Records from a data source

^^^^^^^^

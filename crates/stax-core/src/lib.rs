//! Stax Core: values, faults and stacks for the stax word interpreter
//!
//! This crate holds the pieces every other stax crate talks about and
//! nothing else. It has no knowledge of words, dictionaries or input lines.
//!
//! # Modules
//!
//! - `value`: Two-kind `Value` (Number or Text) and its projections
//! - `fault`: The `Fault` taxonomy that aborts a line
//! - `stack`: Named LIFO used for the operand and scratch stacks

pub mod fault;
pub mod stack;
pub mod value;

pub use fault::Fault;
pub use stack::Stack;
pub use value::Value;
//! Script words: `reload`, `default`, `conf` and `load`
//!
//! The first three act on the interpreter's configured script (normally the
//! default script loaded at startup). Everything they load runs inside the
//! current line, so a faulty script rolls back with the line that loaded it.

use std::path::{Path, PathBuf};

use stax_core::Fault;

use crate::interp::Interpreter;
use crate::script::write_default_script;
use crate::word::NativeFn;

pub(crate) const WORDS: &[(&str, NativeFn)] = &[
    ("reload", reload),
    ("default", default),
    ("conf", conf),
    ("load", load),
];

fn configured_path(interp: &Interpreter) -> Result<PathBuf, Fault> {
    interp
        .script_path()
        .map(Path::to_path_buf)
        .ok_or_else(|| Fault::Unknown("no default script configured".to_string()))
}

/// Re-run the default script
fn reload(interp: &mut Interpreter) -> Result<(), Fault> {
    let path = configured_path(interp)?;
    interp.load_script(&path)
}

/// Overwrite the default script with the built-in seed, then reload it
fn default(interp: &mut Interpreter) -> Result<(), Fault> {
    let path = configured_path(interp)?;
    write_default_script(&path)?;
    interp.load_script(&path)
}

/// Open the default script in the host's editor, then reload it
fn conf(interp: &mut Interpreter) -> Result<(), Fault> {
    let path = configured_path(interp)?;
    interp.host().edit(&path)?;
    interp.load_script(&path)
}

/// Load the script named by the top value's text
///
/// Stack effect: ( path -- )
fn load(interp: &mut Interpreter) -> Result<(), Fault> {
    let path = interp.env_mut().pop_text()?;
    interp.load_script(Path::new(&path))
}
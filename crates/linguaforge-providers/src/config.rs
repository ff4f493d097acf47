//! Service configuration and factory.

use std::path::{Path, PathBuf};
use std::sync::Arc;

use anyhow::{Context, Result};
use serde::{Deserialize, Serialize};

use linguaforge_core::traits::{SpeechTranscriber, TextJudge};

use crate::judge::ChatJudge;
use crate::mock::MockJudge;
use crate::speech::PollingTranscriber;

/// Judge service configuration.
///
/// Note: Custom Debug impl masks the API key to prevent accidental exposure
/// in logs.
#[derive(Clone, Serialize, Deserialize)]
pub struct JudgeConfig {
    pub api_key: String,
    #[serde(default)]
    pub base_url: Option<String>,
    #[serde(default)]
    pub model: Option<String>,
}

impl std::fmt::Debug for JudgeConfig {
    fn fmt(&self, f: &mut std::fmt::Formatter<'_>) -> std::fmt::Result {
        f.debug_struct("JudgeConfig")
            .field("api_key", &"***")
            .field("base_url", &self.base_url)
            .field("model", &self.model)
            .finish()
    }
}

/// Speech service configuration. Same key-masking treatment as the judge.
#[derive(Clone, Serialize, Deserialize)]
pub struct SpeechConfig {
    pub api_key: String,
    #[serde(default)]
    pub base_url: Option<String>,
}

impl std::fmt::Debug for SpeechConfig {
    fn fmt(&self, f: &mut std::fmt::Formatter<'_>) -> std::fmt::Result {
        f.debug_struct("SpeechConfig")
            .field("api_key", &"***")
            .field("base_url", &self.base_url)
            .finish()
    }
}

/// Top-level linguaforge configuration.
#[derive(Debug, Clone, Serialize, Deserialize)]
pub struct LinguaforgeConfig {
    #[serde(default)]
    pub judge: Option<JudgeConfig>,
    #[serde(default)]
    pub speech: Option<SpeechConfig>,
    /// Where the CLI persists its knowledge-store snapshot.
    #[serde(default = "default_state_path")]
    pub state_path: PathBuf,
}

fn default_state_path() -> PathBuf {
    PathBuf::from("./linguaforge-state.json")
}

impl Default for LinguaforgeConfig {
    fn default() -> Self {
        Self {
            judge: None,
            speech: None,
            state_path: default_state_path(),
        }
    }
}

/// Resolve environment variable references like `${VAR_NAME}` in a string.
fn resolve_env_vars(s: &str) -> String {
    let mut result = s.to_string();
    while let Some(start) = result.find("${") {
        if let Some(end) = result[start..].find('}') {
            let var_name = &result[start + 2..start + end];
            let value = std::env::var(var_name).unwrap_or_default();
            result = format!(
                "{}{}{}",
                &result[..start],
                value,
                &result[start + end + 1..]
            );
        } else {
            break;
        }
    }
    result
}

/// Load configuration from well-known paths.
///
/// Search order:
/// 1. `linguaforge.toml` in the current directory
/// 2. `~/.config/linguaforge/config.toml`
///
/// Environment variable overrides: `LINGUAFORGE_JUDGE_KEY`,
/// `LINGUAFORGE_SPEECH_KEY`.
pub fn load_config() -> Result<LinguaforgeConfig> {
    load_config_from(None)
}

/// Load config from an explicit path, or search the default locations.
pub fn load_config_from(path: Option<&Path>) -> Result<LinguaforgeConfig> {
    let config_path = if let Some(p) = path {
        if p.exists() {
            Some(p.to_path_buf())
        } else {
            anyhow::bail!("config file not found: {}", p.display());
        }
    } else {
        let local = PathBuf::from("linguaforge.toml");
        if local.exists() {
            Some(local)
        } else if let Some(home) = dirs_path() {
            let global = home.join("config.toml");
            if global.exists() {
                Some(global)
            } else {
                None
            }
        } else {
            None
        }
    };

    let mut config = match config_path {
        Some(path) => {
            let content = std::fs::read_to_string(&path)
                .with_context(|| format!("failed to read config: {}", path.display()))?;
            toml::from_str::<LinguaforgeConfig>(&content)
                .with_context(|| format!("failed to parse config: {}", path.display()))?
        }
        None => LinguaforgeConfig::default(),
    };

    // Apply env var overrides
    if let Ok(key) = std::env::var("LINGUAFORGE_JUDGE_KEY") {
        match &mut config.judge {
            Some(judge) => judge.api_key = key,
            None => {
                config.judge = Some(JudgeConfig {
                    api_key: key,
                    base_url: None,
                    model: None,
                });
            }
        }
    }
    if let Ok(key) = std::env::var("LINGUAFORGE_SPEECH_KEY") {
        match &mut config.speech {
            Some(speech) => speech.api_key = key,
            None => {
                config.speech = Some(SpeechConfig {
                    api_key: key,
                    base_url: None,
                });
            }
        }
    }

    // Resolve env vars in all credential fields
    if let Some(judge) = &mut config.judge {
        judge.api_key = resolve_env_vars(&judge.api_key);
        judge.base_url = judge.base_url.as_ref().map(|u| resolve_env_vars(u));
    }
    if let Some(speech) = &mut config.speech {
        speech.api_key = resolve_env_vars(&speech.api_key);
        speech.base_url = speech.base_url.as_ref().map(|u| resolve_env_vars(u));
    }

    Ok(config)
}

fn dirs_path() -> Option<PathBuf> {
    std::env::var("HOME")
        .ok()
        .map(|h| PathBuf::from(h).join(".config").join("linguaforge"))
}

/// Create a judge from the configuration, falling back to the deterministic
/// mock when no judge is configured. The mock judges everything clean, which
/// keeps the CLI usable offline.
pub fn create_judge(config: &LinguaforgeConfig) -> Arc<dyn TextJudge> {
    match &config.judge {
        Some(judge) if !judge.api_key.trim().is_empty() => Arc::new(ChatJudge::new(
            &judge.api_key,
            judge.base_url.clone(),
            judge.model.clone(),
        )),
        _ => {
            tracing::info!("no judge configured, using offline mock judge");
            Arc::new(MockJudge::new())
        }
    }
}

/// Create a transcriber from the configuration, if one is configured.
pub fn create_transcriber(config: &LinguaforgeConfig) -> Option<Arc<dyn SpeechTranscriber>> {
    match &config.speech {
        Some(speech) if !speech.api_key.trim().is_empty() => Some(Arc::new(
            PollingTranscriber::new(&speech.api_key, speech.base_url.clone()),
        )),
        _ => None,
    }
}

#[cfg(test)]
mod tests {
    use super::*;

    #[test]
    fn resolve_env_vars_basic() {
        std::env::set_var("_LINGUAFORGE_TEST_VAR", "hello");
        assert_eq!(resolve_env_vars("${_LINGUAFORGE_TEST_VAR}"), "hello");
        assert_eq!(
            resolve_env_vars("prefix_${_LINGUAFORGE_TEST_VAR}_suffix"),
            "prefix_hello_suffix"
        );
        std::env::remove_var("_LINGUAFORGE_TEST_VAR");
    }

    #[test]
    fn parse_full_config() {
        let toml_str = r#"
state_path = "/tmp/lf-state.json"

[judge]
api_key = "sk-test"
model = "gpt-4.1-mini"

[speech]
api_key = "aa-test"
"#;
        let config: LinguaforgeConfig = toml::from_str(toml_str).unwrap();
        assert_eq!(config.state_path, PathBuf::from("/tmp/lf-state.json"));
        assert_eq!(config.judge.as_ref().unwrap().api_key, "sk-test");
        assert_eq!(config.speech.as_ref().unwrap().api_key, "aa-test");
    }

    #[test]
    fn debug_masks_api_keys() {
        let judge = JudgeConfig {
            api_key: "sk-very-secret".into(),
            base_url: None,
            model: None,
        };
        let rendered = format!("{judge:?}");
        assert!(!rendered.contains("sk-very-secret"));
        assert!(rendered.contains("***"));
    }

    #[test]
    fn missing_judge_falls_back_to_mock() {
        let config = LinguaforgeConfig::default();
        let judge = create_judge(&config);
        assert_eq!(judge.name(), "mock");
        assert!(create_transcriber(&config).is_none());
    }

    #[test]
    fn explicit_missing_path_is_an_error() {
        let err = load_config_from(Some(Path::new("/nonexistent/linguaforge.toml"))).unwrap_err();
        assert!(err.to_string().contains("not found"));
    }
}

^^^^^^^^

_Exercise directions_. From the first line of the records above to the line that contains "aborts a line", quote each line exactly.

_Answer to the exercise_.
filename crates/stax-core/src/lib.rs
//! Stax Core: values, faults and stacks for the stax word interpreter
//!
//! This crate holds the pieces every other stax crate talks about and
//! nothing else. It has no knowledge of words, dictionaries or input lines.
//!
//! # Modules
//!
//! - `value`: Two-kind `Value` (Number or Text) and its projections
//! - `fault`: The `Fault` taxonomy that aborts a line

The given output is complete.